President John Kennedy had defended Sukarno, but with Kennedy’s assassination in 1963, the military-industrial complex and its associated intelligence networks were successful in turning the U.S. into a “dumb giant” carrying out colonial warfare for the British, in Africa, in Indonesia, and of course in Indochina.

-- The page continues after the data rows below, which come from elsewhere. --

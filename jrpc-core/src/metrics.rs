//! Protocol metrics definitions
//!
//! OpenTelemetry instruments describing what the protocol facade does. They
//! are recorded only when a [`ProtocolMetrics`] is attached to the protocol
//! through its builder; without an installed meter provider the global meter
//! is a no-op.
//!
//! # Metrics Collected
//!
//! - **jrpc.requests.created**: outbound requests built (counter, `one_way`)
//! - **jrpc.requests.parsed**: inbound requests accepted (counter)
//! - **jrpc.replies.parsed**: replies accepted (counter, `status`)
//! - **jrpc.errors.total**: rejected input (counter, `kind`)
//! - **jrpc.batch.size**: elements per inbound batch (histogram)
//!
//! # Examples
//!
//! ```rust
//! use jrpc_core::{JsonRpcProtocol, ProtocolMetrics};
//! use std::sync::Arc;
//!
//! let protocol = JsonRpcProtocol::builder()
//!     .metrics(Arc::new(ProtocolMetrics::new()))
//!     .build();
//! ```

use opentelemetry::{
    global,
    metrics::{Counter, Histogram, Meter},
    KeyValue,
};
use std::fmt;

/// Protocol metrics for monitoring
pub struct ProtocolMetrics {
    /// Total number of requests created
    pub requests_created: Counter<u64>,
    /// Total number of requests parsed
    pub requests_parsed: Counter<u64>,
    /// Total number of replies parsed
    pub replies_parsed: Counter<u64>,
    /// Total number of rejected messages
    pub errors_total: Counter<u64>,
    /// Batch size distribution
    pub batch_size: Histogram<u64>,
}

impl ProtocolMetrics {
    /// Create metrics on the global meter named "jrpc"
    pub fn new() -> Self {
        Self::with_meter(&global::meter("jrpc"))
    }

    /// Create metrics on a custom meter
    pub fn with_meter(meter: &Meter) -> Self {
        Self {
            requests_created: meter
                .u64_counter("jrpc.requests.created")
                .with_description("Total number of requests created")
                .build(),
            requests_parsed: meter
                .u64_counter("jrpc.requests.parsed")
                .with_description("Total number of requests parsed")
                .build(),
            replies_parsed: meter
                .u64_counter("jrpc.replies.parsed")
                .with_description("Total number of replies parsed")
                .build(),
            errors_total: meter
                .u64_counter("jrpc.errors.total")
                .with_description("Total number of rejected messages")
                .build(),
            batch_size: meter
                .u64_histogram("jrpc.batch.size")
                .with_description("Number of elements in inbound batches")
                .build(),
        }
    }

    /// Record an outbound request
    pub fn record_request_created(&self, one_way: bool) {
        self.requests_created
            .add(1, &[KeyValue::new("one_way", one_way)]);
    }

    /// Record an accepted inbound request
    pub fn record_request_parsed(&self) {
        self.requests_parsed.add(1, &[]);
    }

    /// Record an accepted reply
    pub fn record_reply(&self, status: &'static str) {
        self.replies_parsed
            .add(1, &[KeyValue::new("status", status)]);
    }

    /// Record rejected input
    pub fn record_error(&self, kind: &'static str) {
        self.errors_total.add(1, &[KeyValue::new("kind", kind)]);
    }

    /// Record an inbound batch
    pub fn record_batch(&self, size: u64) {
        self.batch_size.record(size, &[]);
    }
}

impl fmt::Debug for ProtocolMetrics {
    fn fmt(&self, f: &mut fmt::Formatter<'_>) -> fmt::Result {
        f.debug_struct("ProtocolMetrics").finish_non_exhaustive()
    }
}

impl Default for ProtocolMetrics {
    fn default() -> Self {
        Self::new()
    }
}

#[cfg(test)]
mod tests {
    use super::*;

    #[test]
    fn test_metrics_creation() {
        let metrics = ProtocolMetrics::new();

        // Without a meter provider these are no-ops; they must not panic
        metrics.record_request_created(false);
        metrics.record_request_created(true);
        metrics.record_request_parsed();
        metrics.record_reply("success");
        metrics.record_error("parse_error");
        metrics.record_batch(5);
    }

    #[test]
    fn test_metrics_with_custom_meter() {
        let meter = global::meter("jrpc-test");
        let metrics = ProtocolMetrics::with_meter(&meter);

        metrics.record_reply("error");
        metrics.record_batch(0);
    }
}
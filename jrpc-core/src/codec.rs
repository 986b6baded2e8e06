//! Codec for JSON-RPC message serialization and deserialization
//!
//! This module converts typed messages to their canonical field mapping
//! (a `serde_json::Value`) and back, and hosts the pluggable [`Encoder`] that
//! turns a mapping into JSON text.
//!
//! # Why a Codec Module?
//!
//! serde could map the structs directly, but the wire rules are stricter than
//! what derive gives us:
//! - **Exact key sets**: unknown top-level keys are rejected, never ignored
//! - **Presence rules**: `id` must be present in replies even when null, and
//!   exactly one of `result`/`error` must be there
//! - **Error mapping**: each violation maps to a specific protocol error
//!
//! # Error Handling
//!
//! - Request validation failures → `Error::JsonRpc` (-32600 / -32602)
//! - Reply validation failures → `Error::InvalidReply`
//! - Encoding failures → `Error::Serialization`
//!
//! # Examples
//!
//! ```rust
//! use jrpc_core::{codec, Id, JsonRpcRequest};
//!
//! let request = JsonRpcRequest::new("ping", None, Some(Id::Number(1)));
//! let mapping = codec::encode_request(&request);
//! assert_eq!(mapping["jsonrpc"], "2.0");
//! assert!(mapping.get("params").is_none());
//! ```

use crate::error::{Error, JsonRpcError, Result};
use crate::types::{
    Id, JsonRpcErrorResponse, JsonRpcRequest, JsonRpcResponse, JsonRpcSuccessResponse, Params,
};
use serde_json::{json, Map, Value};
use std::fmt;
use std::sync::Arc;

/// The only protocol version this codec speaks
pub const JSON_RPC_VERSION: &str = "2.0";

/// Top-level keys a request object may contain
pub const ALLOWED_REQUEST_KEYS: [&str; 4] = ["id", "jsonrpc", "method", "params"];

/// Top-level keys a reply object may contain
pub const ALLOWED_REPLY_KEYS: [&str; 4] = ["error", "id", "jsonrpc", "result"];

/// Renders a canonical message mapping to JSON text
///
/// This is the hook for controlling how domain-specific values (timestamps,
/// decimals, ...) appear on the wire. A protocol's encoder is carried by every
/// message it creates, so one choice applies to requests, batches and error
/// responses alike.
///
/// # Examples
///
/// ```rust
/// use jrpc_core::codec::Encoder;
/// use jrpc_core::Result;
/// use serde_json::Value;
///
/// #[derive(Debug)]
/// struct Uppercase;
///
/// impl Encoder for Uppercase {
///     fn encode(&self, value: &Value) -> Result<String> {
///         Ok(serde_json::to_string(value)?.to_uppercase())
///     }
/// }
/// ```
pub trait Encoder: fmt::Debug + Send + Sync {
    /// Render `value` as JSON text
    fn encode(&self, value: &Value) -> Result<String>;
}

/// Shared handle to an encoder
pub type SharedEncoder = Arc<dyn Encoder>;

/// Compact JSON output (the default)
#[derive(Debug, Clone, Copy, Default)]
pub struct JsonEncoder;

impl Encoder for JsonEncoder {
    fn encode(&self, value: &Value) -> Result<String> {
        Ok(serde_json::to_string(value)?)
    }
}

/// Indented JSON output, handy for logs and debugging
#[derive(Debug, Clone, Copy, Default)]
pub struct PrettyEncoder;

impl Encoder for PrettyEncoder {
    fn encode(&self, value: &Value) -> Result<String> {
        Ok(serde_json::to_string_pretty(value)?)
    }
}

/// A fresh handle to the default encoder
pub fn default_encoder() -> SharedEncoder {
    Arc::new(JsonEncoder)
}

/// Canonical mapping of a request
///
/// `params` is left out when there are no arguments; `id` is left out for
/// one-way requests.
pub fn encode_request(request: &JsonRpcRequest) -> Value {
    let mut map = envelope();
    map.insert("method".into(), Value::String(request.method.clone()));
    if let Some(params) = request.params.as_ref().filter(|p| !p.is_empty()) {
        map.insert("params".into(), params.to_value());
    }
    if let Some(id) = &request.unique_id {
        map.insert("id".into(), id_value(Some(id)));
    }
    Value::Object(map)
}

/// Canonical mapping of a success response
pub fn encode_success(response: &JsonRpcSuccessResponse) -> Value {
    let mut map = envelope();
    map.insert("id".into(), id_value(response.unique_id.as_ref()));
    map.insert("result".into(), response.result.clone());
    Value::Object(map)
}

/// Canonical mapping of an error response
pub fn encode_error(response: &JsonRpcErrorResponse) -> Value {
    let mut error = Map::new();
    error.insert("message".into(), Value::String(response.error.clone()));
    error.insert("code".into(), Value::from(response.code));
    if let Some(data) = &response.data {
        error.insert("data".into(), data.clone());
    }

    let mut map = envelope();
    map.insert("id".into(), id_value(response.unique_id.as_ref()));
    map.insert("error".into(), Value::Object(error));
    Value::Object(map)
}

fn envelope() -> Map<String, Value> {
    let mut map = Map::new();
    map.insert("jsonrpc".into(), Value::String(JSON_RPC_VERSION.into()));
    map
}

fn id_value(id: Option<&Id>) -> Value {
    json!(id)
}

/// Decode JSON text into a generic value
pub fn decode(data: &str) -> Result<Value> {
    Ok(serde_json::from_str(data)?)
}

/// The first key of `map` that is not in `allowed`
fn disallowed_key<'a>(map: &'a Map<String, Value>, allowed: &[&str]) -> Option<&'a str> {
    map.keys()
        .map(String::as_str)
        .find(|key| !allowed.contains(key))
}

/// Validate a decoded request object and build the request
///
/// Checks, in order: allowed keys, `jsonrpc == "2.0"`, `method` is a
/// non-blank string, `params` is an array or object, `id` is an integer,
/// string or null. A missing `id` marks the request as one-way.
pub fn decode_request(value: Value, encoder: &SharedEncoder) -> Result<JsonRpcRequest> {
    let invalid = || Error::JsonRpc(JsonRpcError::invalid_request().with_encoder(encoder.clone()));

    let Value::Object(mut req) = value else {
        tracing::debug!("Request is not a JSON object");
        return Err(invalid());
    };

    if let Some(key) = disallowed_key(&req, &ALLOWED_REQUEST_KEYS) {
        tracing::debug!(key, "Request contains a key that is not allowed");
        return Err(invalid());
    }

    if req.get("jsonrpc").and_then(Value::as_str) != Some(JSON_RPC_VERSION) {
        return Err(invalid());
    }

    let method = match req.remove("method") {
        Some(Value::String(method)) if !method.trim().is_empty() => method,
        _ => return Err(invalid()),
    };

    let params = match req.remove("params") {
        None | Some(Value::Null) => None,
        Some(Value::Array(args)) => Some(Params::Positional(args)),
        Some(Value::Object(kwargs)) => Some(Params::Named(kwargs)),
        Some(_) => {
            return Err(Error::JsonRpc(
                JsonRpcError::invalid_params().with_encoder(encoder.clone()),
            ))
        }
    };

    let unique_id = match req.remove("id") {
        None => None,
        Some(id) => Id::from_value(&id).ok_or_else(invalid)?,
    };

    Ok(JsonRpcRequest::new(method, params, unique_id).with_encoder(encoder.clone()))
}

/// Validate a decoded reply object and build the response
///
/// Checks, in order: allowed keys, `jsonrpc == "2.0"`, `id` present,
/// exactly one of `result` and `error`, then the shape of the branch taken.
/// Every failure is an [`Error::InvalidReply`].
pub fn decode_reply(value: Value, encoder: &SharedEncoder) -> Result<JsonRpcResponse> {
    let Value::Object(mut rep) = value else {
        return Err(Error::InvalidReply("Reply must be a JSON object".into()));
    };

    if let Some(key) = disallowed_key(&rep, &ALLOWED_REPLY_KEYS) {
        return Err(Error::InvalidReply(format!("Key not allowed: {}", key)));
    }

    match rep.get("jsonrpc") {
        None => {
            return Err(Error::InvalidReply(
                "Missing jsonrpc (version) in response".into(),
            ))
        }
        Some(version) if version.as_str() != Some(JSON_RPC_VERSION) => {
            return Err(Error::InvalidReply("Wrong JSONRPC version".into()))
        }
        Some(_) => {}
    }

    let id = rep
        .remove("id")
        .ok_or_else(|| Error::InvalidReply("Missing id in response".into()))?;

    let response = match (rep.remove("result"), rep.remove("error")) {
        (Some(result), None) => JsonRpcSuccessResponse::new(None, result)
            .with_encoder(encoder.clone())
            .into(),
        (None, Some(error)) => decode_error_object(error)?
            .with_encoder(encoder.clone())
            .into(),
        _ => {
            return Err(Error::InvalidReply(
                "Reply must contain exactly one of result and error".into(),
            ))
        }
    };

    let unique_id = Id::from_value(&id)
        .ok_or_else(|| Error::InvalidReply(format!("Invalid id in response: {}", id)))?;

    Ok(with_id(response, unique_id))
}

fn decode_error_object(error: Value) -> Result<JsonRpcErrorResponse> {
    let Value::Object(mut error) = error else {
        return Err(Error::InvalidReply("Error member must be an object".into()));
    };

    let message = match error.remove("message") {
        Some(Value::String(message)) => message,
        _ => return Err(Error::InvalidReply("Error message must be a string".into())),
    };
    let code = error
        .get("code")
        .and_then(Value::as_i64)
        .ok_or_else(|| Error::InvalidReply("Error code must be an integer".into()))?;

    let response = JsonRpcErrorResponse::new(None, code, message);
    Ok(match error.remove("data") {
        Some(data) => response.with_data(data),
        None => response,
    })
}

fn with_id(response: JsonRpcResponse, unique_id: Option<Id>) -> JsonRpcResponse {
    match response {
        JsonRpcResponse::Success(mut r) => {
            r.unique_id = unique_id;
            r.into()
        }
        JsonRpcResponse::Error(mut r) => {
            r.unique_id = unique_id;
            r.into()
        }
    }
}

In the 1970s, the Saudis carried out a vast expansion of Wahhabism around the world. They created thousands and thousands of mosques and madrassas (Islamic schools) throughout the world, teaching the Wahhabist perversion of Islam. By the 1990s London became known as “Londonistan,” first called that by French President Jacques Chirac after the bombing of the Paris metro in 1995. Londonistan was known to be the center for virtually every one of these Islamic jihadist movements. The British argued simply: “What you call terrorists, we call freedom fighters.”

In 1979, the British ran a coup in Iran, overthrew Shah Mohammad Reza Pahlavi and put the Ayatollah Khomeini and his Shi’a version of Islamic fundamentalism into power. At the time, BBC was widely recognized as the source of the “color revolution” attacks against the Shah, and for bringing in taped speeches of the Ayatollah from France. While the British never officially endorsed the Khomeini mullahs who took over Iran, they had succeeded in giving new life to the historic Sunni-Shi’a conflict, creating yet again a permanent conflict through imperial “divide and conquer” policies.

It was also in 1979 that the British and the U.S. began their Afghanistan operation, aimed at creating a global terrorist capacity. A pro-Russian regime had come to power in Afghanistan, and the British and their assets in the U.S. began supporting the Islamist opposition to the pro-communist government, which led to the Russian military intervention to support that government against the Islamist Mujahideen insurgency.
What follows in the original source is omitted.